Don’t substitute niceness for godliness


Don’t you want to be a better person?

Not really.

What about a nicer one?


There’s nothing wrong with niceness—it’s just I’d rather be godly.

C.S. Lewis explains it well:

“Niceness”—wholesome, integrated personality—is an excellent thing. We must try by every medical, educational, economic, and political means in our power to produce a world where as many people as possible grow up “nice”; just as we must try to produce a world where all have plenty to eat. But we must not suppose that even if we succeeded in making everyone nice we should have saved their souls.
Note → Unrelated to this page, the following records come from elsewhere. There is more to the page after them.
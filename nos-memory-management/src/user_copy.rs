//! Kernel <-> user data transfer through a page table.
//!
//! Every user page touched must be valid, user-accessible and backed by a
//! frame; anything else fails with [`VmError::BadAddress`]. Kernel-only
//! mappings are therefore never reachable through a user-supplied address.

use crate::error::{VmError, VmResult};
use crate::page_table::PageTable;
use crate::physical::{page_round_down, PhysAddr, PAGE_SIZE};

/// Resolve the frame backing `va` and the number of bytes left in its page
fn resolve(pt: &PageTable, va: usize) -> VmResult<(PhysAddr, usize)> {
    let va0 = page_round_down(va);
    let pa0 = pt.translate_user(va0).ok_or(VmError::BadAddress(va))?;
    let offset = va - va0;
    Ok((pa0.add(offset), PAGE_SIZE - offset))
}

/// Copy `src` to user address `dst_va`
pub fn copy_out(pt: &PageTable, dst_va: usize, src: &[u8]) -> VmResult<()> {
    let mem = pt.memory();
    let mut va = dst_va;
    let mut src = src;
    while !src.is_empty() {
        let (pa, room) = resolve(pt, va)?;
        let n = room.min(src.len());
        mem.write(pa, &src[..n]);
        src = &src[n..];
        va += n;
    }
    Ok(())
}

/// Fill `dst` from user address `src_va`
pub fn copy_in(pt: &PageTable, dst: &mut [u8], src_va: usize) -> VmResult<()> {
    let mem = pt.memory();
    let mut va = src_va;
    let mut done = 0;
    while done < dst.len() {
        let (pa, room) = resolve(pt, va)?;
        let n = room.min(dst.len() - done);
        mem.read(pa, &mut dst[done..done + n]);
        done += n;
        va += n;
    }
    Ok(())
}

/// Copy a NUL-terminated string from user address `src_va` into `dst`,
/// scanning at most `max` bytes (and never more than `dst` holds).
///
/// Returns the string length without the terminator. The terminator is
/// written to `dst` only on success.
pub fn copy_in_str(pt: &PageTable, dst: &mut [u8], src_va: usize, max: usize) -> VmResult<usize> {
    let mem = pt.memory();
    let max = max.min(dst.len());
    let mut va = src_va;
    let mut len = 0;
    while len < max {
        let (pa, room) = resolve(pt, va)?;
        let n = room.min(max - len);
        let mut chunk = [0u8; PAGE_SIZE];
        mem.read(pa, &mut chunk[..n]);
        if let Some(nul) = chunk[..n].iter().position(|&b| b == 0) {
            dst[len..len + nul].copy_from_slice(&chunk[..nul]);
            dst[len + nul] = 0;
            return Ok(len + nul);
        }
        dst[len..len + n].copy_from_slice(&chunk[..n]);
        len += n;
        va += n;
    }
    Err(VmError::NoTerminator)
}
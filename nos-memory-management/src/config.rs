//! Tunables of the mapping layer

use crate::error::{VmError, VmResult};

/// Mapped-region slots per process
pub const MAX_REGIONS: usize = 16;

/// Blocks reserved per file-system operation for inode and bitmap updates
const OP_OVERHEAD_BLOCKS: usize = 4;

/// Limits that shape write-back of shared mappings.
///
/// One file write may touch at most `max_op_blocks` blocks of the log, so a
/// write-back is split into chunks small enough to fit a single operation.
#[derive(Debug, Clone, Copy, PartialEq, Eq)]
pub struct MmapConfig {
    /// Blocks a single file-system operation may write
    pub max_op_blocks: usize,
    /// File-system block size in bytes
    pub block_size: usize,
}

impl Default for MmapConfig {
    fn default() -> Self {
        Self {
            max_op_blocks: 10,
            block_size: nos_api::BSIZE,
        }
    }
}

impl MmapConfig {
    pub fn new(max_op_blocks: usize, block_size: usize) -> VmResult<Self> {
        let config = Self {
            max_op_blocks,
            block_size,
        };
        if block_size == 0 || config.writeback_chunk() == 0 {
            return Err(VmError::InvalidRange);
        }
        Ok(config)
    }

    /// Largest byte count written back in one file write
    pub fn writeback_chunk(&self) -> usize {
        (self.max_op_blocks.saturating_sub(OP_OVERHEAD_BLOCKS) / 2) * self.block_size
    }
}
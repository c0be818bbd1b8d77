/// Transport seam for the pub/sub substrate: one shared duplex connection
/// behind an object-safe trait, with a broadcast fan-out of its events
use std::collections::HashSet;

use parking_lot::Mutex;
use tokio::sync::broadcast;

use crate::{Result, SyncError};

/// Buffer size of the shared event fan-out.
pub const EVENT_CHANNEL_CAPACITY: usize = 256;

#[derive(Debug, Clone, Copy, PartialEq, Eq)]
pub enum ConnectionStatus {
    Disconnected,
    Connecting,
    Ready,
    Closed,
}

/// Events fanned out to every subscription sharing the connection. Each
/// subscription filters `Message` events for its own channel.
#[derive(Debug, Clone)]
pub enum ConnectionEvent {
    Ready,
    Message { channel: String, payload: String },
    Error(String),
    Closed,
}

#[async_trait::async_trait]
pub trait PubSubConnection: Send + Sync {
    fn status(&self) -> ConnectionStatus;

    /// Establishes (or re-establishes) the transport. A no-op when already
    /// ready.
    async fn connect(&self) -> Result<()>;

    async fn subscribe(&self, channel: &str) -> Result<()>;

    async fn unsubscribe(&self, channel: &str) -> Result<()>;

    async fn publish(&self, channel: &str, payload: String) -> Result<()>;

    /// Graceful shutdown.
    async fn quit(&self) -> Result<()>;

    /// Forced teardown for when the graceful path fails.
    fn force_disconnect(&self);

    /// A fresh receiver on the shared event stream.
    fn events(&self) -> broadcast::Receiver<ConnectionEvent>;
}

/// In-process transport: a publish loops straight back to every in-process
/// subscriber of the channel. Backs tests and single-process deployments.
pub struct LoopbackConnection {
    status: Mutex<ConnectionStatus>,
    subscribed: Mutex<HashSet<String>>,
    events: broadcast::Sender<ConnectionEvent>,
}

impl LoopbackConnection {
    pub fn new() -> Self {
        let (events, _) = broadcast::channel(EVENT_CHANNEL_CAPACITY);
        Self {
            status: Mutex::new(ConnectionStatus::Disconnected),
            subscribed: Mutex::new(HashSet::new()),
            events,
        }
    }

    pub fn is_subscribed(&self, channel: &str) -> bool {
        self.subscribed.lock().contains(channel)
    }
}

impl Default for LoopbackConnection {
    fn default() -> Self {
        Self::new()
    }
}

#[async_trait::async_trait]
impl PubSubConnection for LoopbackConnection {
    fn status(&self) -> ConnectionStatus {
        *self.status.lock()
    }

    async fn connect(&self) -> Result<()> {
        *self.status.lock() = ConnectionStatus::Ready;
        let _ = self.events.send(ConnectionEvent::Ready);
        Ok(())
    }

    async fn subscribe(&self, channel: &str) -> Result<()> {
        if self.status() != ConnectionStatus::Ready {
            return Err(SyncError::ConnectionError("not connected".into()));
        }
        self.subscribed.lock().insert(channel.to_string());
        Ok(())
    }

    async fn unsubscribe(&self, channel: &str) -> Result<()> {
        self.subscribed.lock().remove(channel);
        Ok(())
    }

    async fn publish(&self, channel: &str, payload: String) -> Result<()> {
        if self.status() != ConnectionStatus::Ready {
            return Err(SyncError::PublishError("not connected".into()));
        }
        if self.subscribed.lock().contains(channel) {
            let _ = self.events.send(ConnectionEvent::Message {
                channel: channel.to_string(),
                payload,
            });
        }
        Ok(())
    }

    async fn quit(&self) -> Result<()> {
        *self.status.lock() = ConnectionStatus::Closed;
        let _ = self.events.send(ConnectionEvent::Closed);
        Ok(())
    }

    fn force_disconnect(&self) {
        *self.status.lock() = ConnectionStatus::Closed;
    }

    fn events(&self) -> broadcast::Receiver<ConnectionEvent> {
        self.events.subscribe()
    }
}
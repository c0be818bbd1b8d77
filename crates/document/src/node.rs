use serde::{Deserialize, Serialize};
use serde_json::{Map, Value};

/// A single node in the document tree. On the wire a node is a text node
/// iff it has no `children` key, so the element variant must be tried first.
#[derive(Debug, Clone, PartialEq, Serialize, Deserialize)]
#[serde(untagged)]
pub enum DocumentNode {
    Element(ElementNode),
    Text(TextNode),
}

/// Container node: a type tag, arbitrary extra properties, ordered children.
#[derive(Debug, Clone, PartialEq, Serialize, Deserialize)]
pub struct ElementNode {
    #[serde(rename = "type")]
    pub kind: String,
    pub children: Vec<DocumentNode>,
    #[serde(flatten)]
    pub props: Map<String, Value>,
}

/// Leaf node: text content plus formatting marks (bold, italic, ...).
#[derive(Debug, Clone, PartialEq, Serialize, Deserialize)]
pub struct TextNode {
    pub text: String,
    #[serde(flatten)]
    pub marks: Map<String, Value>,
}

impl ElementNode {
    pub fn new(kind: impl Into<String>, children: Vec<DocumentNode>) -> Self {
        Self {
            kind: kind.into(),
            children,
            props: Map::new(),
        }
    }
}

impl TextNode {
    pub fn new(text: impl Into<String>) -> Self {
        Self {
            text: text.into(),
            marks: Map::new(),
        }
    }

    /// Text length in Unicode scalar values. Offsets in text operations
    /// count scalars, not bytes.
    pub fn char_len(&self) -> usize {
        self.text.chars().count()
    }

    /// Byte index of the given scalar offset, `None` past the end.
    /// `offset == char_len` maps to the end of the string.
    pub fn byte_index(&self, offset: usize) -> Option<usize> {
        if offset == 0 {
            return Some(0);
        }
        let mut seen = 0;
        for (byte, _) in self.text.char_indices() {
            if seen == offset {
                return Some(byte);
            }
            seen += 1;
        }
        (seen == offset).then_some(self.text.len())
    }
}

impl DocumentNode {
    pub fn element(kind: impl Into<String>, children: Vec<DocumentNode>) -> Self {
        Self::Element(ElementNode::new(kind, children))
    }

    pub fn text(text: impl Into<String>) -> Self {
        Self::Text(TextNode::new(text))
    }

    pub fn is_text(&self) -> bool {
        matches!(self, Self::Text(_))
    }

    pub fn children(&self) -> Option<&Vec<DocumentNode>> {
        match self {
            Self::Element(el) => Some(&el.children),
            Self::Text(_) => None,
        }
    }

    pub fn children_mut(&mut self) -> Option<&mut Vec<DocumentNode>> {
        match self {
            Self::Element(el) => Some(&mut el.children),
            Self::Text(_) => None,
        }
    }

    /// All comparable properties of the node: for elements the type tag plus
    /// extra props (children excluded), for text nodes the marks (text
    /// content excluded). This is the map set-node operations carry.
    pub fn properties(&self) -> Map<String, Value> {
        match self {
            Self::Element(el) => {
                let mut props = el.props.clone();
                props.insert("type".into(), Value::String(el.kind.clone()));
                props
            }
            Self::Text(text) => text.marks.clone(),
        }
    }

    /// Replaces the node's properties wholesale, keeping children and text
    /// content. `children` and `text` keys are stripped, never applied.
    pub fn set_properties(&mut self, props: &Map<String, Value>) {
        let mut props = props.clone();
        props.remove("children");
        match self {
            Self::Element(el) => {
                if let Some(Value::String(kind)) = props.remove("type") {
                    el.kind = kind;
                }
                el.props = props;
            }
            Self::Text(text) => {
                props.remove("text");
                text.marks = props;
            }
        }
    }
}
A world of nice people, content in their own niceness, looking no further, turned away from God, would be just as desperately in need of salvation as a miserable world—and might even be more difficult to save. (Mere Christianity, Kindle location 2642)
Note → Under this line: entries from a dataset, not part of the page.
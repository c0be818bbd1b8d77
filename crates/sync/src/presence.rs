/// Ephemeral cursor presence: per-user positions with last-write-wins
/// merging, TTL expiry, and a throttled publisher on the producing side
use serde::{Deserialize, Serialize};
use std::collections::HashMap;
use std::sync::Arc;

use parking_lot::Mutex;
use tokio::task::JoinHandle;
use tokio::time::{interval, sleep, Duration};

use crate::UserId;

/// Entries older than this are dropped by the sweep.
pub const PRESENCE_TTL_MS: i64 = 5000;

/// How often the background sweeper runs.
pub const PRESENCE_SWEEP_INTERVAL_MS: u64 = 5000;

/// At most one cursor publish per window.
pub const CURSOR_THROTTLE_MS: u64 = 50;

/// Minimum movement, in percentage points on either axis, before a sample
/// is worth publishing.
pub const CURSOR_MOVE_THRESHOLD: f64 = 1.0;

/// One user's cursor state. Coordinates are percentages of the editor
/// container (0 to 100). Doubles as the cursor wire envelope.
#[derive(Debug, Clone, PartialEq, Serialize, Deserialize)]
#[serde(rename_all = "camelCase")]
pub struct PresenceEntry {
    pub user_id: UserId,
    pub username: String,
    pub x: f64,
    pub y: f64,
    pub last_update: i64,
}

impl PresenceEntry {
    pub fn new(user_id: UserId, username: impl Into<String>, x: f64, y: f64) -> Self {
        Self {
            user_id,
            username: username.into(),
            x,
            y,
            last_update: chrono::Utc::now().timestamp_millis(),
        }
    }
}

/// Tracks the cursors of everyone else in the document. Not self-locking;
/// share it behind a mutex (see `spawn_sweeper`).
#[derive(Debug, Default)]
pub struct PresenceTracker {
    entries: HashMap<UserId, PresenceEntry>,
}

impl PresenceTracker {
    pub fn new() -> Self {
        Self {
            entries: HashMap::new(),
        }
    }

    /// Merge an entry, last-write-wins by timestamp: accepted only if its
    /// `last_update` is strictly newer than the stored one. Returns whether
    /// the entry was taken.
    pub fn update(&mut self, entry: PresenceEntry) -> bool {
        match self.entries.get(&entry.user_id) {
            Some(existing) if entry.last_update <= existing.last_update => false,
            _ => {
                self.entries.insert(entry.user_id, entry);
                true
            }
        }
    }

    /// Merge a remote entry, ignoring our own echoes.
    pub fn apply_remote(&mut self, own_id: UserId, entry: PresenceEntry) -> bool {
        if entry.user_id == own_id {
            return false;
        }
        self.update(entry)
    }

    pub fn get(&self, user_id: &UserId) -> Option<&PresenceEntry> {
        self.entries.get(user_id)
    }

    pub fn cursors(&self) -> Vec<&PresenceEntry> {
        self.entries.values().collect()
    }

    pub fn remove(&mut self, user_id: &UserId) {
        self.entries.remove(user_id);
    }

    pub fn len(&self) -> usize {
        self.entries.len()
    }

    pub fn is_empty(&self) -> bool {
        self.entries.is_empty()
    }

    /// Drops every entry not refreshed within the TTL, judged against the
    /// supplied clock value.
    pub fn sweep_at(&mut self, now_ms: i64) {
        self.entries
            .retain(|_, entry| now_ms - entry.last_update <= PRESENCE_TTL_MS);
    }

    pub fn sweep(&mut self) {
        self.sweep_at(chrono::Utc::now().timestamp_millis());
    }

    /// Periodic sweep task; abort the handle to stop it.
    pub fn spawn_sweeper(tracker: Arc<Mutex<PresenceTracker>>) -> JoinHandle<()> {
        tokio::spawn(async move {
            let mut ticker = interval(Duration::from_millis(PRESENCE_SWEEP_INTERVAL_MS));
            loop {
                ticker.tick().await;
                tracker.lock().sweep();
            }
        })
    }
}

/// Producing side of cursor presence: drops samples that barely moved and
/// publishes at most once per throttle window, always with the latest
/// sample seen inside the window.
pub struct CursorPublisher {
    throttle: Duration,
    last_published: Mutex<Option<(f64, f64)>>,
    latest: Mutex<Option<PresenceEntry>>,
    timer: Mutex<Option<JoinHandle<()>>>,
    publish: Box<dyn Fn(PresenceEntry) + Send + Sync>,
}

impl CursorPublisher {
    pub fn new(publish: impl Fn(PresenceEntry) + Send + Sync + 'static) -> Arc<Self> {
        Arc::new(Self {
            throttle: Duration::from_millis(CURSOR_THROTTLE_MS),
            last_published: Mutex::new(None),
            latest: Mutex::new(None),
            timer: Mutex::new(None),
            publish: Box::new(publish),
        })
    }

    /// Feed one pointer sample. Samples within the movement threshold of
    /// the last published position are ignored; otherwise the sample is
    /// held as the window's latest and a publish is scheduled if none is.
    pub fn record(self: &Arc<Self>, entry: PresenceEntry) {
        let qualifies = match *self.last_published.lock() {
            Some((x, y)) => {
                (entry.x - x).abs() > CURSOR_MOVE_THRESHOLD
                    || (entry.y - y).abs() > CURSOR_MOVE_THRESHOLD
            }
            None => true,
        };
        if !qualifies {
            return;
        }

        *self.latest.lock() = Some(entry);

        let mut timer = self.timer.lock();
        if timer.as_ref().map_or(true, |t| t.is_finished()) {
            let this = Arc::clone(self);
            *timer = Some(tokio::spawn(async move {
                sleep(this.throttle).await;
                this.fire();
            }));
        }
    }

    fn fire(&self) {
        let entry = self.latest.lock().take();
        if let Some(entry) = entry {
            *self.last_published.lock() = Some((entry.x, entry.y));
            (self.publish)(entry);
        }
    }
}

#[cfg(test)]
mod tests {
    use super::*;

    fn entry(user_id: UserId, x: f64, y: f64, last_update: i64) -> PresenceEntry {
        PresenceEntry {
            user_id,
            username: "alice".into(),
            x,
            y,
            last_update,
        }
    }

    #[test]
    fn update_accepts_only_strictly_newer() {
        let user = UserId::new();
        let mut tracker = PresenceTracker::new();
        assert!(tracker.update(entry(user, 10.0, 10.0, 100)));
        assert!(!tracker.update(entry(user, 20.0, 20.0, 100)));
        assert!(!tracker.update(entry(user, 20.0, 20.0, 50)));
        assert!(tracker.update(entry(user, 20.0, 20.0, 101)));
        assert_eq!(tracker.get(&user).unwrap().x, 20.0);
    }

    #[test]
    fn apply_remote_skips_own_entries() {
        let own = UserId::new();
        let other = UserId::new();
        let mut tracker = PresenceTracker::new();
        assert!(!tracker.apply_remote(own, entry(own, 1.0, 1.0, 10)));
        assert!(tracker.apply_remote(own, entry(other, 1.0, 1.0, 10)));
        assert_eq!(tracker.len(), 1);
    }

    #[test]
    fn sweep_expiry_boundary() {
        let user = UserId::new();
        let mut tracker = PresenceTracker::new();
        tracker.update(entry(user, 0.0, 0.0, 0));

        tracker.sweep_at(PRESENCE_TTL_MS);
        assert!(tracker.get(&user).is_some());

        tracker.sweep_at(PRESENCE_TTL_MS + 1);
        assert!(tracker.get(&user).is_none());
    }

    #[tokio::test(start_paused = true)]
    async fn sweeper_task_drops_stale_entries() {
        let user = UserId::new();
        let tracker = Arc::new(Mutex::new(PresenceTracker::new()));
        tracker.lock().update(entry(user, 0.0, 0.0, 0));

        let handle = PresenceTracker::spawn_sweeper(Arc::clone(&tracker));
        sleep(Duration::from_millis(10)).await;

        assert!(tracker.lock().is_empty());
        handle.abort();
    }

    #[tokio::test(start_paused = true)]
    async fn publishes_latest_sample_once_per_window() {
        let sent: Arc<Mutex<Vec<PresenceEntry>>> = Arc::new(Mutex::new(Vec::new()));
        let sink = Arc::clone(&sent);
        let publisher = CursorPublisher::new(move |e| sink.lock().push(e));
        let user = UserId::new();

        publisher.record(entry(user, 10.0, 10.0, 1));
        sleep(Duration::from_millis(10)).await;
        publisher.record(entry(user, 40.0, 40.0, 2));
        sleep(Duration::from_millis(CURSOR_THROTTLE_MS)).await;

        let published = sent.lock().clone();
        assert_eq!(published.len(), 1);
        assert_eq!(published[0].x, 40.0);
    }

    #[tokio::test(start_paused = true)]
    async fn small_movement_is_not_published() {
        let sent: Arc<Mutex<Vec<PresenceEntry>>> = Arc::new(Mutex::new(Vec::new()));
        let sink = Arc::clone(&sent);
        let publisher = CursorPublisher::new(move |e| sink.lock().push(e));
        let user = UserId::new();

        publisher.record(entry(user, 10.0, 10.0, 1));
        sleep(Duration::from_millis(CURSOR_THROTTLE_MS + 5)).await;
        assert_eq!(sent.lock().len(), 1);

        publisher.record(entry(user, 10.5, 10.9, 2));
        sleep(Duration::from_millis(CURSOR_THROTTLE_MS + 5)).await;
        assert_eq!(sent.lock().len(), 1);

        publisher.record(entry(user, 12.0, 10.0, 3));
        sleep(Duration::from_millis(CURSOR_THROTTLE_MS + 5)).await;
        assert_eq!(sent.lock().len(), 2);
    }
}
Niceness isn’t a bad thing; as Lewis says, it’s an “excellent thing.” But being a nice person is a poor substitute for being a godly one.
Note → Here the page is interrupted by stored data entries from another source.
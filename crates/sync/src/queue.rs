/// Unbounded FIFO handoff between push-style delivery callbacks and
/// pull-style async consumer loops
use std::collections::VecDeque;

use parking_lot::Mutex;
use tokio::sync::oneshot;

struct Inner<T> {
    items: VecDeque<T>,
    waiters: VecDeque<oneshot::Sender<T>>,
}

pub struct MessageQueue<T> {
    inner: Mutex<Inner<T>>,
}

impl<T> MessageQueue<T> {
    pub fn new() -> Self {
        Self {
            inner: Mutex::new(Inner {
                items: VecDeque::new(),
                waiters: VecDeque::new(),
            }),
        }
    }

    /// Hands the item straight to the oldest live waiter, or buffers it.
    pub fn enqueue(&self, item: T) {
        let mut inner = self.inner.lock();
        let mut item = item;
        while let Some(waiter) = inner.waiters.pop_front() {
            match waiter.send(item) {
                Ok(()) => return,
                // That consumer stopped waiting; pass to the next one.
                Err(returned) => item = returned,
            }
        }
        inner.items.push_back(item);
    }

    /// Returns the oldest buffered item immediately, otherwise suspends
    /// until the next `enqueue`. Resolves to `None` if the queue is cleared
    /// while waiting.
    pub async fn dequeue(&self) -> Option<T> {
        let receiver = {
            let mut inner = self.inner.lock();
            if let Some(item) = inner.items.pop_front() {
                return Some(item);
            }
            let (tx, rx) = oneshot::channel();
            inner.waiters.push_back(tx);
            rx
        };
        receiver.await.ok()
    }

    /// Drops all buffered items and abandons every waiting consumer; their
    /// `dequeue()` calls resolve to `None`, which consumer loops treat as
    /// the signal to exit.
    pub fn clear(&self) {
        let mut inner = self.inner.lock();
        inner.items.clear();
        inner.waiters.clear();
    }

    pub fn len(&self) -> usize {
        self.inner.lock().items.len()
    }

    pub fn is_empty(&self) -> bool {
        self.inner.lock().items.is_empty()
    }
}

impl<T> Default for MessageQueue<T> {
    fn default() -> Self {
        Self::new()
    }
}
//! Pub/sub relay for the collaborative note editor
//! Fans document updates, cursor presence, and typing indicators
//! between connected clients

use sync::RelayServer;
use tracing::info;

#[tokio::main]
async fn main() -> anyhow::Result<()> {
    // Initialize tracing
    tracing_subscriber::fmt()
        .with_env_filter("relay_server=debug,sync=debug")
        .init();

    let addr = "127.0.0.1:8080";
    let server = RelayServer::new(addr);

    tokio::select! {
        result = server.run() => result?,
        _ = tokio::signal::ctrl_c() => {
            info!("Shutting down");
        }
    }

    Ok(())
}
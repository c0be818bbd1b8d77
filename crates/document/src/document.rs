use crate::{DocumentError, DocumentNode, Path, Result};
use serde::{Deserialize, Serialize};

/// An ordered sequence of top-level nodes. Serializes as a plain JSON array
/// so it doubles as the snapshot payload on the wire.
#[derive(Debug, Clone, PartialEq, Default, Serialize, Deserialize)]
#[serde(transparent)]
pub struct Document(pub Vec<DocumentNode>);

impl Document {
    pub fn new() -> Self {
        Self(Vec::new())
    }

    pub fn nodes(&self) -> &[DocumentNode] {
        &self.0
    }

    pub fn len(&self) -> usize {
        self.0.len()
    }

    pub fn is_empty(&self) -> bool {
        self.0.is_empty()
    }

    pub fn node_at(&self, path: &Path) -> Result<&DocumentNode> {
        let (first, rest) = path
            .0
            .split_first()
            .ok_or_else(|| DocumentError::InvalidPath(path.clone()))?;
        let mut node = self
            .0
            .get(*first)
            .ok_or_else(|| DocumentError::InvalidPath(path.clone()))?;
        for index in rest {
            let children = node
                .children()
                .ok_or_else(|| DocumentError::NoChildren(path.clone()))?;
            node = children
                .get(*index)
                .ok_or_else(|| DocumentError::InvalidPath(path.clone()))?;
        }
        Ok(node)
    }

    pub fn node_at_mut(&mut self, path: &Path) -> Result<&mut DocumentNode> {
        let (first, rest) = path
            .0
            .split_first()
            .ok_or_else(|| DocumentError::InvalidPath(path.clone()))?;
        let mut node = self
            .0
            .get_mut(*first)
            .ok_or_else(|| DocumentError::InvalidPath(path.clone()))?;
        for index in rest {
            let children = node
                .children_mut()
                .ok_or_else(|| DocumentError::NoChildren(path.clone()))?;
            node = children
                .get_mut(*index)
                .ok_or_else(|| DocumentError::InvalidPath(path.clone()))?;
        }
        Ok(node)
    }

    /// Mutable child sequence under `parent`: the root sequence for the
    /// empty path, a node's children otherwise.
    pub fn children_at_mut(&mut self, parent: &Path) -> Result<&mut Vec<DocumentNode>> {
        if parent.is_root() {
            return Ok(&mut self.0);
        }
        self.node_at_mut(parent)?
            .children_mut()
            .ok_or_else(|| DocumentError::NoChildren(parent.clone()))
    }

    /// Inserts a node at `path`; the index may equal the sibling count
    /// (append). Paths are never empty here.
    pub fn insert_node(&mut self, path: &Path, node: DocumentNode) -> Result<()> {
        let (parent, index) = path
            .split_last()
            .ok_or_else(|| DocumentError::InvalidPath(path.clone()))?;
        let children = self.children_at_mut(&parent)?;
        if index > children.len() {
            return Err(DocumentError::InvalidPath(path.clone()));
        }
        children.insert(index, node);
        Ok(())
    }

    pub fn remove_node(&mut self, path: &Path) -> Result<DocumentNode> {
        let (parent, index) = path
            .split_last()
            .ok_or_else(|| DocumentError::InvalidPath(path.clone()))?;
        let children = self.children_at_mut(&parent)?;
        if index >= children.len() {
            return Err(DocumentError::InvalidPath(path.clone()));
        }
        Ok(children.remove(index))
    }
}

impl From<Vec<DocumentNode>> for Document {
    fn from(nodes: Vec<DocumentNode>) -> Self {
        Self(nodes)
    }
}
If I had to choose between the two, I’ll choose the latter every time.

Posted by Aaron Armstrong

Aaron is the author of several books including the Big Truths Bible Storybook, Epic Devotions, Awaiting a Savior: The Gospel, the New Creation, and the End of Poverty, and Contend: Defending the Faith in a Fallen World. His next book, published by Lexham Press, will release in Spring 2023.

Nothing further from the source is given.